Exercise -
Entries follow. Give back exactly the lines starting at the one containing "while let Some(left)" and ending at the one containing "parent or the", and no other lines.

Supplied records -
.....

//! Configuration for the Tumblr exporter
//!
//! Loads configuration from config.yml file, with `${VAR}` values and a few
//! well-known environment variables taking precedence.

use serde::Deserialize;
use std::fs;
use std::path::{Path, PathBuf};

/// Default constants (fallback if config.yml not found)
pub const BASE_URL: &str = "https://www.tumblr.com";
pub const BLOG_SUFFIX: &str = ".tumblr.com";
pub const LOCK_FILE: &str = "tumblr_chat_export.lock";
pub const MAX_LOGIN_ATTEMPTS: u32 = 3;
pub const PAGE_RETRIES: u32 = 5;

/// YAML config structures
#[derive(Debug, Default, Deserialize)]
struct YamlConfig {
    tumblr: Option<TumblrConfig>,
    limits: Option<LimitsConfig>,
    output: Option<OutputConfig>,
}

#[derive(Debug, Deserialize)]
struct TumblrConfig {
    base_url: Option<String>,
    email: Option<String>,
    blog: Option<String>,
}

#[derive(Debug, Deserialize)]
struct LimitsConfig {
    #[serde(default, deserialize_with = "deserialize_string_or_number")]
    max_login_attempts: Option<String>,
    #[serde(default, deserialize_with = "deserialize_string_or_number")]
    page_retries: Option<String>,
    #[serde(default, deserialize_with = "deserialize_string_or_number")]
    rate_limit: Option<String>,
}

#[derive(Debug, Deserialize)]
struct OutputConfig {
    split: Option<bool>,
}

/// Deserialize a value that can be either a string or a number
fn deserialize_string_or_number<'de, D>(deserializer: D) -> Result<Option<String>, D::Error>
where
    D: serde::Deserializer<'de>,
{
    use serde::de::Error;
    let value: Option<serde_yaml::Value> = Option::deserialize(deserializer)?;
    match value {
        None => Ok(None),
        Some(serde_yaml::Value::String(s)) => Ok(Some(s)),
        Some(serde_yaml::Value::Number(n)) => Ok(Some(n.to_string())),
        Some(other) => Err(D::Error::custom(format!(
            "expected string or number, got {:?}",
            other
        ))),
    }
}

/// Main configuration struct
#[derive(Debug, Clone)]
pub struct Config {
    pub base_url: String,
    pub email: String,
    pub blog: String,
    pub max_login_attempts: u32,
    pub page_retries: u32,
    /// Requests per minute while paging messages.
    pub rate_limit: Option<u32>,
    pub split: bool,
    pub lock_file: PathBuf,
}

impl Default for Config {
    fn default() -> Self {
        Self::new()
    }
}

impl Config {
    /// Load configuration from config.yml or use defaults
    pub fn new() -> Self {
        Self::load_from_file("config.yml")
            .or_else(|_| Self::load_from_file("../config.yml"))
            .unwrap_or_else(|_| {
                Self::load_dotenv();
                Self::from_env()
            })
    }

    /// Defaults overridden by the `TUMBLR_*` environment variables
    pub fn from_env() -> Self {
        Self::resolve(YamlConfig::default())
    }

    /// Resolve a value: prefer env var if config value looks like ${VAR}
    fn resolve_env_string(value: Option<String>, env_key: &str) -> Option<String> {
        if let Some(ref v) = value {
            if let Some(var_name) = v.strip_prefix("${").and_then(|s| s.strip_suffix('}')) {
                if let Ok(env_val) = std::env::var(var_name) {
                    return Some(env_val);
                }
            }
        }
        if let Ok(env_val) = std::env::var(env_key) {
            return Some(env_val);
        }
        value.filter(|v| !v.starts_with("${"))
    }

    /// Resolve a u32 value from string config or env var
    fn resolve_env_u32(value: Option<String>, env_key: &str) -> Option<u32> {
        Self::resolve_env_string(value, env_key).and_then(|v| v.trim().parse::<u32>().ok())
    }

    /// Load .env file into environment variables using dotenvy
    fn load_dotenv() {
        if dotenvy::dotenv().is_err() {
            let _ = dotenvy::from_filename("../.env");
        }
    }

    /// Load configuration from a specific file
    pub fn load_from_file<P: AsRef<Path>>(path: P) -> Result<Self, String> {
        Self::load_dotenv();

        let content = fs::read_to_string(path.as_ref())
            .map_err(|e| format!("Failed to read config file: {}", e))?;

        Self::from_yaml(&content)
    }

    /// Build configuration from YAML text
    pub fn from_yaml(content: &str) -> Result<Self, String> {
        let yaml: YamlConfig = serde_yaml::from_str(content)
            .map_err(|e| format!("Failed to parse config file: {}", e))?;

        Ok(Self::resolve(yaml))
    }

    fn resolve(yaml: YamlConfig) -> Self {
        let tumblr = yaml.tumblr.unwrap_or(TumblrConfig {
            base_url: None,
            email: None,
            blog: None,
        });

        let limits = yaml.limits.unwrap_or(LimitsConfig {
            max_login_attempts: None,
            page_retries: None,
            rate_limit: None,
        });

        let defaults = Self::defaults();

        Self {
            base_url: Self::resolve_env_string(tumblr.base_url, "TUMBLR_BASE_URL")
                .unwrap_or(defaults.base_url),
            email: Self::resolve_env_string(tumblr.email, "TUMBLR_EMAIL").unwrap_or_default(),
            blog: Self::resolve_env_string(tumblr.blog, "TUMBLR_BLOG").unwrap_or_default(),
            max_login_attempts: Self::resolve_env_u32(
                limits.max_login_attempts,
                "TUMBLR_MAX_LOGIN_ATTEMPTS",
            )
            .filter(|n| *n > 0)
            .unwrap_or(MAX_LOGIN_ATTEMPTS),
            page_retries: Self::resolve_env_u32(limits.page_retries, "TUMBLR_PAGE_RETRIES")
                .filter(|n| *n > 0)
                .unwrap_or(PAGE_RETRIES),
            rate_limit: Self::resolve_env_u32(limits.rate_limit, "TUMBLR_RATE_LIMIT")
                .filter(|n| *n > 0),
            split: yaml.output.and_then(|o| o.split).unwrap_or(false),
            lock_file: defaults.lock_file,
        }
    }

    /// Create config with empty defaults (fallback)
    pub fn defaults() -> Self {
        Self {
            base_url: BASE_URL.to_string(),
            email: String::new(),
            blog: String::new(),
            max_login_attempts: MAX_LOGIN_ATTEMPTS,
            page_retries: PAGE_RETRIES,
            rate_limit: None,
            split: false,
            lock_file: std::env::temp_dir().join(LOCK_FILE),
        }
    }
}

/// Strip a trailing `.tumblr.com` and surrounding whitespace from a blog name.
pub fn normalize_blog(name: &str) -> String {
    let name = name.trim();
    name.strip_suffix(BLOG_SUFFIX).unwrap_or(name).to_string()
}

/// Fully qualified blog host as the messaging service addresses participants.
pub fn blog_host(name: &str) -> String {
    format!("{}{}", normalize_blog(name), BLOG_SUFFIX)
}
#![no_main]

use avl_collections::model::HeapInput;
use libfuzzer_sys::fuzz_target;

fuzz_target!(|input: HeapInput| {
    avl_collections::model::run_heap_equivalence(input);
});
impl<T> AvlTree<T> {
    /// Returns a new empty tree.
    pub const fn new() -> AvlTree<T> {
        AvlTree {
            nodes: Vec::new(),
            free: Vec::new(),
            root: None,
            len: 0,
        }
    }

    /// Returns `true` if the tree contains no elements.
    pub fn is_empty(&self) -> bool {
        let empty = self.len() == 0;
        debug_assert_eq!(empty, self.root.is_none());
        empty
    }

    /// Returns the number of elements in the tree.
    pub const fn len(&self) -> usize {
        self.len
    }

    /// Returns the height of the tree, or `None` if the tree is empty.
    ///
    /// A tree with a single element has height 0. This completes in _O(1)_ time.
    pub fn height(&self) -> Option<usize> {
        self.root.map(|root| self.node(root).height as usize)
    }

    /// Returns the minimum element of the tree.
    pub fn minimum(&self) -> Option<&T> {
        let root = self.root?;
        Some(&self.node(self.min_in_subtree(root)).value)
    }

    /// Returns the maximum element of the tree.
    pub fn maximum(&self) -> Option<&T> {
        let mut cur = self.root?;
        while let Some(right) = self.right(cur) {
            cur = right;
        }

        Some(&self.node(cur).value)
    }

    /// Returns an iterator over the elements of the tree in ascending order.
    pub fn in_order(&self) -> InOrder<'_, T> {
        InOrder::new(self)
    }

    /// Returns an iterator over the elements of the tree in breadth-first order, starting at the
    /// root.
    pub fn level_order(&self) -> LevelOrder<'_, T> {
        LevelOrder::new(self)
    }

    /// Clears the tree, removing all elements.
    pub fn clear(&mut self) {
        self.nodes.clear();
        self.free.clear();
        self.root = None;
        self.len = 0;
    }

    // Arena ==================================================================

    #[inline]
    fn node(&self, id: NodeId) -> &Node<T> {
        match &self.nodes[id.0] {
            Some(node) => node,
            None => unreachable!("link to released node {id:?}"),
        }
    }

    #[inline]
    fn node_mut(&mut self, id: NodeId) -> &mut Node<T> {
        match &mut self.nodes[id.0] {
            Some(node) => node,
            None => unreachable!("link to released node {id:?}"),
        }
    }

    fn alloc(&mut self, value: T, parent: Link) -> NodeId {
        let node = Node {
            value,
            parent,
            children: [None; 2],
            height: 0,
        };

        match self.free.pop() {
            Some(id) => {
                debug_assert!(self.nodes[id.0].is_none());
                self.nodes[id.0] = Some(node);
                id
            }
            None => {
                self.nodes.push(Some(node));
                NodeId(self.nodes.len() - 1)
            }
        }
    }

    // Releases the slot of an unlinked node and returns its value.
    fn release(&mut self, id: NodeId) -> T {
        let node = match self.nodes[id.0].take() {
            Some(node) => node,
            None => unreachable!("double release of {id:?}"),
        };

        self.free.push(id);
        node.value
    }

    // Links ==================================================================

    #[inline]
    pub(crate) fn value(&self, id: NodeId) -> &T {
        &self.node(id).value
    }

    #[inline]
    pub(crate) fn root(&self) -> Link {
        self.root
    }

    #[inline]
    fn parent(&self, id: NodeId) -> Link {
        self.node(id).parent
    }

    #[inline]
    fn child(&self, id: NodeId, dir: Dir) -> Link {
        self.node(id).children[dir as usize]
    }

    #[inline]
    pub(crate) fn left(&self, id: NodeId) -> Link {
        self.child(id, Dir::Left)
    }

    #[inline]
    pub(crate) fn right(&self, id: NodeId) -> Link {
        self.child(id, Dir::Right)
    }

    #[inline]
    fn set_parent(&mut self, id: NodeId, parent: Link) -> Link {
        mem::replace(&mut self.node_mut(id).parent, parent)
    }

    #[inline]
    fn set_child(&mut self, id: NodeId, dir: Dir, child: Link) -> Link {
        mem::replace(&mut self.node_mut(id).children[dir as usize], child)
    }

    fn maybe_set_parent(&mut self, opt_node: Link, parent: Link) {
        if let Some(node) = opt_node {
            self.set_parent(node, parent);
        }
    }

    fn which_child(&self, parent: NodeId, child: NodeId) -> Dir {
        if self.left(parent) == Some(child) {
            Dir::Left
        } else {
            debug_assert_eq!(self.right(parent), Some(child), "not a child of `parent`");
            Dir::Right
        }
    }

    // Replaces the link pointing at `old_child` with `new_child`, or sets the root if `parent` is
    // `None`.
    //
    // `new_child`'s parent link is not updated.
    fn replace_child_or_set_root(&mut self, parent: Link, old_child: NodeId, new_child: Link) {
        match parent {
            Some(parent) => {
                let dir = self.which_child(parent, old_child);
                self.set_child(parent, dir, new_child);
            }
            None => self.root = new_child,
        }
    }

    fn min_in_subtree(&self, root: NodeId) -> NodeId {
        let mut cur = root;
        while let Some(left) = self.left(cur) {
            cur = left;
        }

        cur
    }

    // Balancing ==============================================================

    /// Returns the height of the linked node, or -1 if there is none.
    #[inline]
    fn height_of(&self, link: Link) -> i8 {
        link.map(|n| self.node(n).height).unwrap_or(-1)
    }

    #[inline]
    fn update_height(&mut self, id: NodeId) {
        let height = 1 + self.height_of(self.left(id)).max(self.height_of(self.right(id)));
        self.node_mut(id).height = height;
    }

    #[inline]
    fn balance(&self, id: NodeId) -> i8 {
        self.height_of(self.left(id)) - self.height_of(self.right(id))
    }

    // Performs a rotation, moving `up` up and its parent `down` down.
    //
    // `up`'s inner subtree moves across to `down`, and whatever linked to `down` (a parent or the
    // root) now links to `up`. The heights of `down` and then `up` are recomputed. Returns `up`.
    fn rotate_at(&mut self, down: NodeId, up: NodeId) -> NodeId {
        // - `down` becomes the `dir` child of `up`.
        // - `across` goes from the `dir` child of `up` to the `!dir` child of `down`.
        let dir = !self.which_child(down, up);

        let across = self.child(up, dir);
        self.set_child(down, !dir, across);
        self.maybe_set_parent(across, Some(down));

        self.set_child(up, dir, Some(down));
        let parent = self.set_parent(down, Some(up));
        self.set_parent(up, parent);
        self.replace_child_or_set_root(parent, down, Some(up));

        self.update_height(down);
        self.update_height(up);

        up
    }

    // Restores the balance of `node`, which is heavy on the `heavy` side. Returns the root of the
    // rebalanced subtree.
    fn rebalance_heavy(&mut self, node: NodeId, heavy: Dir) -> NodeId {
        let Some(child) = self.child(node, heavy) else {
            unreachable!("heavy side of a node must be present");
        };

        // If `child` leans the other way, straighten it first so a single rotation at `node`
        // suffices.
        let outer = self.height_of(self.child(child, heavy));
        let inner = self.height_of(self.child(child, !heavy));
        if outer < inner {
            if let Some(grandchild) = self.child(child, !heavy) {
                log::trace!("double rotation at {node:?} ({heavy:?}-{:?})", !heavy);
                self.rotate_at(child, grandchild);
            }
        } else {
            log::trace!("single rotation at {node:?} ({heavy:?}-{heavy:?})");
        }

        let Some(up) = self.child(node, heavy) else {
            unreachable!("heavy side of a node must be present");
        };
        self.rotate_at(node, up)
    }

    // Walks from `start` to the root, refreshing heights and rotating wherever the balance
    // invariant is broken.
    fn rebalance(&mut self, start: NodeId) {
        let mut opt_cur = Some(start);

        while let Some(mut cur) = opt_cur {
            match self.balance(cur) {
                b if b > 1 => cur = self.rebalance_heavy(cur, Dir::Left),
                b if b < -1 => cur = self.rebalance_heavy(cur, Dir::Right),
                _ => self.update_height(cur),
            }

            opt_cur = self.parent(cur);
            if opt_cur.is_none() {
                self.root = Some(cur);
            }
        }
    }

    #[doc(hidden)]
    pub fn assert_invariants(&self)
    where
        T: Ord,
    {
        if let Some(root) = self.root {
            assert_eq!(self.parent(root), None, "root must not have a parent");
            self.assert_invariants_at(root);
        }

        let occupied = self.nodes.iter().filter(|slot| slot.is_some()).count();
        assert_eq!(occupied, self.len, "arena occupancy must match length");
        assert_eq!(self.nodes.len(), self.len + self.free.len());

        let mut prev = None;
        for value in self.in_order() {
            if let Some(prev) = prev {
                assert!(prev < value, "in-order values must be strictly ascending");
            }
            prev = Some(value);
        }
    }

    fn assert_invariants_at(&self, node: NodeId) {
        let height = self.node(node).height;

        for dir in [Dir::Left, Dir::Right] {
            if let Some(child) = self.child(node, dir) {
                // Ensure child's parent link points to this node.
                assert_eq!(self.parent(child), Some(node), "child parent link not set");
                self.assert_invariants_at(child);
            }
        }

        // Ensure the cached height is correct.
        let expected = 1 + self.height_of(self.left(node)).max(self.height_of(self.right(node)));
        assert_eq!(height, expected, "stale height at {node:?}");

        // Ensure the node is balanced.
        assert!(self.balance(node).abs() <= 1, "unbalanced node {node:?}");
    }
}
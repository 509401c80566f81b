#![no_main]
use libfuzzer_sys::fuzz_target;

use avl_collections::model::{run_tree_equivalence, Op};

fuzz_target!(|ops: Vec<Op>| { run_tree_equivalence(ops) });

.....

Solution -
        while let Some(left) = self.left(cur) {
            cur = left;
        }

        cur
    }

    // Balancing ==============================================================

    /// Returns the height of the linked node, or -1 if there is none.
    #[inline]
    fn height_of(&self, link: Link) -> i8 {
        link.map(|n| self.node(n).height).unwrap_or(-1)
    }

    #[inline]
    fn update_height(&mut self, id: NodeId) {
        let height = 1 + self.height_of(self.left(id)).max(self.height_of(self.right(id)));
        self.node_mut(id).height = height;
    }

    #[inline]
    fn balance(&self, id: NodeId) -> i8 {
        self.height_of(self.left(id)) - self.height_of(self.right(id))
    }

    // Performs a rotation, moving `up` up and its parent `down` down.
    //
    // `up`'s inner subtree moves across to `down`, and whatever linked to `down` (a parent or the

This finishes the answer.